Warszawskie koncerty Beyonce w ramach "Renaissance World Tour" odbiły się szerokim echem w mediach. Nie tylko za sprawą show, ale także gwiazd, które bawiły się wśród publiczności. W tłumie wypatrzono między innymi Zendayę i Toma Hollanda oraz Lizzo. Raperka nie potrafiła ukryć wzruszenia, kiedy ze sceny padło jej imię.
Lizzo była jedną z zagranicznych gwiazd, które oglądały pierwszy warszawski koncert Beyonce. Raperka nie ukrywa, że artystka jest jej idolką i to właśnie ona zainspirowała ją, aby spróbował swoich sił w muzyce. Nic więc dziwnego, że gest Queen B wywołał u niej łzy wzruszenia. Beyonce oddała ze sceny hołd czarnoskórym artystkom. Wśród takich gwiazd jak Lauryn Hill, Kelly Rowland, Nina Simone czy Betty Davis znalazła się także Lizzo.
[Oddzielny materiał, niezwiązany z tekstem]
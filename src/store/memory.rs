use std::collections::HashSet;

use log::debug;

use super::{LoadMode, Store, check_required};
use crate::{
    data::{TypedRow, Value},
    error::ImportError,
    schema::Schema,
    staging::RawRecord,
};

/// In-process store holding one staging table and one target table.
///
/// Enforces the same constraints as the SQLite tables: required columns must
/// be present and non-empty, key columns must be unique across the target.
#[derive(Debug, Default, Clone)]
pub struct MemoryStore {
    staging: Vec<RawRecord>,
    target: Vec<TypedRow>,
}

impl MemoryStore {
    pub fn new() -> Self {
        Self::default()
    }

    pub fn staging_len(&self) -> usize {
        self.staging.len()
    }

    pub fn target_len(&self) -> usize {
        self.target.len()
    }
}

fn key_of(schema: &Schema, row: &TypedRow) -> Option<Vec<String>> {
    let parts = schema
        .columns
        .iter()
        .enumerate()
        .filter(|(_, column)| column.key)
        .map(|(idx, _)| {
            row.get(idx)
                .and_then(|cell| cell.as_ref())
                .map(Value::as_display)
                .unwrap_or_default()
        })
        .collect::<Vec<_>>();
    if parts.is_empty() { None } else { Some(parts) }
}

impl Store for MemoryStore {
    fn describe(&self) -> String {
        "in-memory store".to_string()
    }

    fn ensure_tables(&mut self, _schema: &Schema) -> Result<(), ImportError> {
        Ok(())
    }

    fn replace_staging(
        &mut self,
        schema: &Schema,
        records: &[RawRecord],
    ) -> Result<(), ImportError> {
        if let Some(bad) = records
            .iter()
            .position(|record| record.len() != schema.columns.len())
        {
            return Err(ImportError::schema_mismatch(format!(
                "record {} has {} field(s) but '{}' has {} column(s)",
                bad + 1,
                records[bad].len(),
                schema.staging_table,
                schema.columns.len()
            )));
        }
        self.staging = records.to_vec();
        Ok(())
    }

    fn staged_records(&self, _schema: &Schema) -> Result<Vec<RawRecord>, ImportError> {
        Ok(self.staging.clone())
    }

    fn load_target(
        &mut self,
        schema: &Schema,
        rows: &[TypedRow],
        mode: LoadMode,
    ) -> Result<usize, ImportError> {
        check_required(schema, rows)?;
        let mut next = match mode {
            LoadMode::Replace => Vec::with_capacity(rows.len()),
            LoadMode::Append => self.target.clone(),
        };
        let mut keys = next
            .iter()
            .filter_map(|row| key_of(schema, row))
            .collect::<HashSet<_>>();
        for (idx, row) in rows.iter().enumerate() {
            if let Some(key) = key_of(schema, row) {
                if !keys.insert(key.clone()) {
                    return Err(ImportError::load(format!(
                        "record {}: duplicate key {}",
                        idx + 1,
                        key.join("/")
                    )));
                }
            }
            next.push(row.clone());
        }
        debug!("Memory target now holds {} row(s)", next.len());
        self.target = next;
        Ok(rows.len())
    }

    fn clear_staging(&mut self, _schema: &Schema) -> Result<usize, ImportError> {
        let removed = self.staging.len();
        self.staging.clear();
        Ok(removed)
    }

    fn target_rows(
        &self,
        _schema: &Schema,
        limit: Option<usize>,
    ) -> Result<Vec<TypedRow>, ImportError> {
        let take = limit.unwrap_or(self.target.len());
        Ok(self.target.iter().take(take).cloned().collect())
    }
}
//! Column schema shared by the staging and target tables.
//!
//! A [`Schema`] names the staging table, the target table, and the ordered
//! column list. Both tables carry the same columns in the same order: staging
//! stores every column as text, the target stores each column as its declared
//! [`ColumnType`]. The built-in [`Schema::sales`] layout describes the retail
//! sales export; any other layout can be supplied as YAML.

use std::{collections::HashSet, fmt, fs::File, io::BufReader, path::Path, str::FromStr};

use anyhow::{Context, Result, anyhow, bail, ensure};
use serde::{Deserialize, Deserializer, Serialize, Serializer, de};

use crate::{error::ImportError, sales::columns};

pub const DEFAULT_STAGING_TABLE: &str = "retail_sales_staging";
pub const DEFAULT_TARGET_TABLE: &str = "retail_sales";

#[derive(Debug, Clone, Copy, PartialEq, Eq, Hash)]
pub enum ColumnType {
    Text,
    Integer,
    Float,
    Date,
    Time,
}

impl ColumnType {
    pub fn as_str(&self) -> &'static str {
        match self {
            ColumnType::Text => "text",
            ColumnType::Integer => "integer",
            ColumnType::Float => "float",
            ColumnType::Date => "date",
            ColumnType::Time => "time",
        }
    }

    pub fn variants() -> &'static [&'static str] {
        &["text", "integer", "float", "date", "time"]
    }

    /// Declared SQL type used for the target table.
    pub fn sql_type(&self) -> &'static str {
        match self {
            ColumnType::Text => "TEXT",
            ColumnType::Integer => "INTEGER",
            ColumnType::Float => "REAL",
            ColumnType::Date => "DATE",
            ColumnType::Time => "TIME",
        }
    }

    pub fn is_numeric(&self) -> bool {
        matches!(self, ColumnType::Integer | ColumnType::Float)
    }
}

impl fmt::Display for ColumnType {
    fn fmt(&self, f: &mut fmt::Formatter<'_>) -> fmt::Result {
        write!(f, "{}", self.as_str())
    }
}

impl FromStr for ColumnType {
    type Err = anyhow::Error;

    fn from_str(value: &str) -> Result<Self, Self::Err> {
        let normalized = value.trim().to_ascii_lowercase();
        match normalized.as_str() {
            "text" | "string" | "varchar" => Ok(ColumnType::Text),
            "integer" | "int" | "bigint" => Ok(ColumnType::Integer),
            "float" | "double" | "real" => Ok(ColumnType::Float),
            "date" => Ok(ColumnType::Date),
            "time" => Ok(ColumnType::Time),
            _ => Err(anyhow!(
                "Unknown column type '{value}'. Supported types: {}",
                ColumnType::variants().join(", ")
            )),
        }
    }
}

impl Serialize for ColumnType {
    fn serialize<S>(&self, serializer: S) -> Result<S::Ok, S::Error>
    where
        S: Serializer,
    {
        serializer.serialize_str(self.as_str())
    }
}

impl<'de> Deserialize<'de> for ColumnType {
    fn deserialize<D>(deserializer: D) -> Result<Self, D::Error>
    where
        D: Deserializer<'de>,
    {
        let token = String::deserialize(deserializer)?;
        ColumnType::from_str(&token).map_err(|err| de::Error::custom(err.to_string()))
    }
}

#[derive(Debug, Clone, Serialize, Deserialize, PartialEq, Eq)]
pub struct ColumnMeta {
    pub name: String,
    pub datatype: ColumnType,
    #[serde(default, skip_serializing_if = "is_false")]
    pub required: bool,
    #[serde(default, skip_serializing_if = "is_false")]
    pub key: bool,
}

fn is_false(value: &bool) -> bool {
    !*value
}

impl ColumnMeta {
    pub fn new(name: &str, datatype: ColumnType) -> Self {
        Self {
            name: name.to_string(),
            datatype,
            required: false,
            key: false,
        }
    }

    pub fn key(name: &str, datatype: ColumnType) -> Self {
        Self {
            name: name.to_string(),
            datatype,
            required: true,
            key: true,
        }
    }
}

#[derive(Debug, Clone, Serialize, Deserialize, PartialEq, Eq)]
pub struct Schema {
    #[serde(default = "Schema::default_staging_table")]
    pub staging_table: String,
    #[serde(default = "Schema::default_target_table")]
    pub target_table: String,
    pub columns: Vec<ColumnMeta>,
}

impl Default for Schema {
    fn default() -> Self {
        Schema::sales()
    }
}

impl Schema {
    /// The eleven-column retail sales layout.
    pub fn sales() -> Self {
        let columns = vec![
            ColumnMeta::key(columns::TRANSACTION_ID, ColumnType::Text),
            ColumnMeta::new(columns::SALE_DATE, ColumnType::Date),
            ColumnMeta::new(columns::SALE_TIME, ColumnType::Time),
            ColumnMeta::new(columns::CUSTOMER_ID, ColumnType::Integer),
            ColumnMeta::new(columns::GENDER, ColumnType::Text),
            ColumnMeta::new(columns::AGE, ColumnType::Integer),
            ColumnMeta::new(columns::CATEGORY, ColumnType::Text),
            ColumnMeta::new(columns::QUANTITY, ColumnType::Integer),
            ColumnMeta::new(columns::PRICE_PER_UNIT, ColumnType::Float),
            ColumnMeta::new(columns::COST_OF_GOODS_SOLD, ColumnType::Float),
            ColumnMeta::new(columns::TOTAL_SALE, ColumnType::Float),
        ];
        Schema {
            staging_table: Self::default_staging_table(),
            target_table: Self::default_target_table(),
            columns,
        }
    }

    pub fn default_staging_table() -> String {
        DEFAULT_STAGING_TABLE.to_string()
    }

    pub fn default_target_table() -> String {
        DEFAULT_TARGET_TABLE.to_string()
    }

    pub fn headers(&self) -> Vec<String> {
        self.columns.iter().map(|c| c.name.clone()).collect()
    }

    pub fn is_sales_layout(&self) -> bool {
        let sales = Schema::sales();
        self.columns == sales.columns
    }

    pub fn validate_headers(&self, headers: &[String]) -> Result<(), ImportError> {
        if headers.len() != self.columns.len() {
            let missing = self
                .columns
                .iter()
                .filter(|column| !headers.iter().any(|h| h == &column.name))
                .map(|column| column.name.as_str())
                .collect::<Vec<_>>();
            let detail = if missing.is_empty() {
                String::new()
            } else {
                format!(" (missing: {})", missing.join(", "))
            };
            return Err(ImportError::schema_mismatch(format!(
                "header length mismatch: schema expects {} column(s) but file contains {}{detail}",
                self.columns.len(),
                headers.len()
            )));
        }
        for (idx, column) in self.columns.iter().enumerate() {
            let name = headers.get(idx).map(|s| s.as_str()).unwrap_or_default();
            if name != column.name {
                return Err(ImportError::schema_mismatch(format!(
                    "header mismatch at position {}: expected '{}' but found '{}'",
                    idx + 1,
                    column.name,
                    name
                )));
            }
        }
        Ok(())
    }

    pub fn ensure_valid(&self) -> Result<()> {
        ensure!(!self.columns.is_empty(), "Schema must declare at least one column");
        ensure_identifier(&self.staging_table)
            .with_context(|| format!("Staging table name '{}'", self.staging_table))?;
        ensure_identifier(&self.target_table)
            .with_context(|| format!("Target table name '{}'", self.target_table))?;
        ensure!(
            !self.staging_table.eq_ignore_ascii_case(&self.target_table),
            "Staging and target tables must differ (both are '{}')",
            self.target_table
        );
        let mut seen = HashSet::new();
        for column in &self.columns {
            ensure_identifier(&column.name)
                .with_context(|| format!("Column name '{}'", column.name))?;
            if !seen.insert(column.name.to_ascii_lowercase()) {
                bail!("Duplicate column '{}' in schema", column.name);
            }
            ensure!(
                !column.key || column.required,
                "Key column '{}' must also be required",
                column.name
            );
        }
        Ok(())
    }

    pub fn to_yaml_string(&self) -> Result<String> {
        self.ensure_valid()?;
        serde_yaml::to_string(self).context("Serializing schema to YAML string")
    }

    pub fn save(&self, path: &Path) -> Result<()> {
        self.ensure_valid()?;
        let file = File::create(path).with_context(|| format!("Creating schema file {path:?}"))?;
        serde_yaml::to_writer(file, self).context("Writing schema YAML")
    }

    pub fn load(path: &Path) -> Result<Self> {
        let file = File::open(path).with_context(|| format!("Opening schema file {path:?}"))?;
        let reader = BufReader::new(file);
        let schema: Schema = serde_yaml::from_reader(reader).context("Parsing schema YAML")?;
        schema
            .ensure_valid()
            .with_context(|| format!("Validating schema {path:?}"))?;
        Ok(schema)
    }

    /// Loads `path` when given, otherwise the built-in sales layout.
    pub fn load_or_default(path: Option<&Path>) -> Result<Self> {
        match path {
            Some(path) => Schema::load(path),
            None => Ok(Schema::sales()),
        }
    }
}

fn ensure_identifier(name: &str) -> Result<()> {
    let mut chars = name.chars();
    let first = chars
        .next()
        .ok_or_else(|| anyhow!("Identifier cannot be empty"))?;
    ensure!(
        first.is_ascii_alphabetic() || first == '_',
        "Identifier must start with a letter or underscore"
    );
    ensure!(
        chars.all(|c| c.is_ascii_alphanumeric() || c == '_'),
        "Identifier may only contain letters, digits, and underscores"
    );
    Ok(())
}
//! Reads a CSV export into raw, all-text staging records.
//!
//! Every row is read and checked against the schema before anything is
//! handed to the store, so a bad input never leaves a half-filled staging
//! table behind.

use std::path::{Path, PathBuf};

use encoding_rs::{Encoding, UTF_8};
use log::{debug, info};

use crate::{error::ImportError, io_utils, schema::Schema, store::Store};

/// One CSV row exactly as read: same field order as the schema, no trimming,
/// empty cells kept as empty text.
#[derive(Debug, Clone, PartialEq, Eq)]
pub struct RawRecord {
    pub fields: Vec<String>,
}

impl RawRecord {
    pub fn new<I, S>(fields: I) -> Self
    where
        I: IntoIterator<Item = S>,
        S: Into<String>,
    {
        Self {
            fields: fields.into_iter().map(Into::into).collect(),
        }
    }

    pub fn field(&self, index: usize) -> &str {
        self.fields.get(index).map(|s| s.as_str()).unwrap_or("")
    }

    pub fn len(&self) -> usize {
        self.fields.len()
    }

    pub fn is_empty(&self) -> bool {
        self.fields.is_empty()
    }
}

#[derive(Debug, Clone)]
pub struct StagingLoader {
    path: PathBuf,
    delimiter: u8,
    encoding: &'static Encoding,
}

impl StagingLoader {
    pub fn new(path: impl Into<PathBuf>) -> Self {
        let path = path.into();
        let delimiter = io_utils::resolve_input_delimiter(&path, None);
        Self {
            path,
            delimiter,
            encoding: UTF_8,
        }
    }

    pub fn with_delimiter(mut self, delimiter: u8) -> Self {
        self.delimiter = delimiter;
        self
    }

    pub fn with_encoding(mut self, encoding: &'static Encoding) -> Self {
        self.encoding = encoding;
        self
    }

    pub fn path(&self) -> &Path {
        &self.path
    }

    /// Reads every data row, failing on the first unreadable or misshapen one.
    pub fn read_records(&self, schema: &Schema) -> Result<Vec<RawRecord>, ImportError> {
        let path = &self.path;
        let mut reader = io_utils::open_csv_reader_from_path(path, self.delimiter)
            .map_err(|err| ImportError::resource(format!("Opening CSV input {path:?}"), err))?;
        let header_record = reader
            .byte_headers()
            .map_err(|err| classify_csv_error(path, 1, err))?
            .clone();
        let headers = io_utils::decode_record(&header_record, self.encoding).map_err(|err| {
            ImportError::resource(format!("Decoding header row of {path:?}"), err)
        })?;
        schema.validate_headers(&headers)?;
        debug!("Headers of {:?} match schema: {:?}", path, headers);

        let mut records = Vec::new();
        let mut record = csv::ByteRecord::new();
        let mut line = 1usize;
        loop {
            line += 1;
            let has_row = reader
                .read_byte_record(&mut record)
                .map_err(|err| classify_csv_error(path, line, err))?;
            if !has_row {
                break;
            }
            let fields = io_utils::decode_record(&record, self.encoding).map_err(|err| {
                ImportError::resource(format!("Decoding row {line} of {path:?}"), err)
            })?;
            records.push(RawRecord { fields });
        }
        Ok(records)
    }

    /// Replaces the staging table with the contents of the CSV file.
    ///
    /// The store is only touched once every row has been read and checked,
    /// so an unreadable or misshapen file leaves it exactly as it was.
    pub fn stage<S: Store + ?Sized>(
        &self,
        store: &mut S,
        schema: &Schema,
    ) -> Result<usize, ImportError> {
        info!(
            "Staging '{}' (delimiter '{}', encoding {})",
            self.path.display(),
            io_utils::printable_delimiter(self.delimiter),
            self.encoding.name()
        );
        let records = self.read_records(schema)?;
        store.ensure_tables(schema)?;
        store.replace_staging(schema, &records)?;
        info!(
            "Staged {} row(s) into '{}'",
            records.len(),
            schema.staging_table
        );
        Ok(records.len())
    }
}

fn classify_csv_error(path: &Path, line: usize, err: csv::Error) -> ImportError {
    if let csv::ErrorKind::UnequalLengths {
        expected_len, len, ..
    } = err.kind()
    {
        return ImportError::schema_mismatch(format!(
            "row {line} of {path:?} has {len} field(s) but the header declares {expected_len}"
        ));
    }
    ImportError::resource(format!("Reading row {line} of {path:?}"), err)
}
W tamtej chwili wspominałam, jak jako dziewczynka słuchałam "Happy Face" Destiny’s Child i płakałam w poduszkę z powodu moich szkolnych prześladowców… Myślałam o Beyoncé wkraczającej do pokoju, gdzie czekała na nią Tina Turner, by spotkać się z nią po raz pierwszy. Myślę o tym, ile wszyscy znaczymy dla ludzi i jak się to cyklicznie zmienia. Wszyscy jesteśmy tak nieskończenie i maksymalnie połączeni - napisała na Instagramie.
Lizzo świetnie bawiła się podczas koncertu. Artystka zasmakowała także w polskim piwie, którym raczyła się podczas występu. Raperka była jedną z gwiazd tegorocznego Open’era. 28 czerwca wystąpiła na gdyńskiej scenie.
Warszawskie koncerty Beyonce przyciągnęły tłumy polskich celebrytów. Pierwszy występ Queen B oglądali między innymi: Paulina Smaszcz, Jessica Mercedes, Roxie Węgiel czy Julia Wieniawa, która pojawiła się na Narodowym w futurystycznej srebrnej stylizacji. Drugiego dnia na stadionie można było zobaczyć Michała Koterskiego i Marcelę Leszczak, Marcelinę Zawadzką, Patricię Kazadi i Dodę, która bawiła się w krótkiej sukience z siateczki i długich lateksowych kozakach.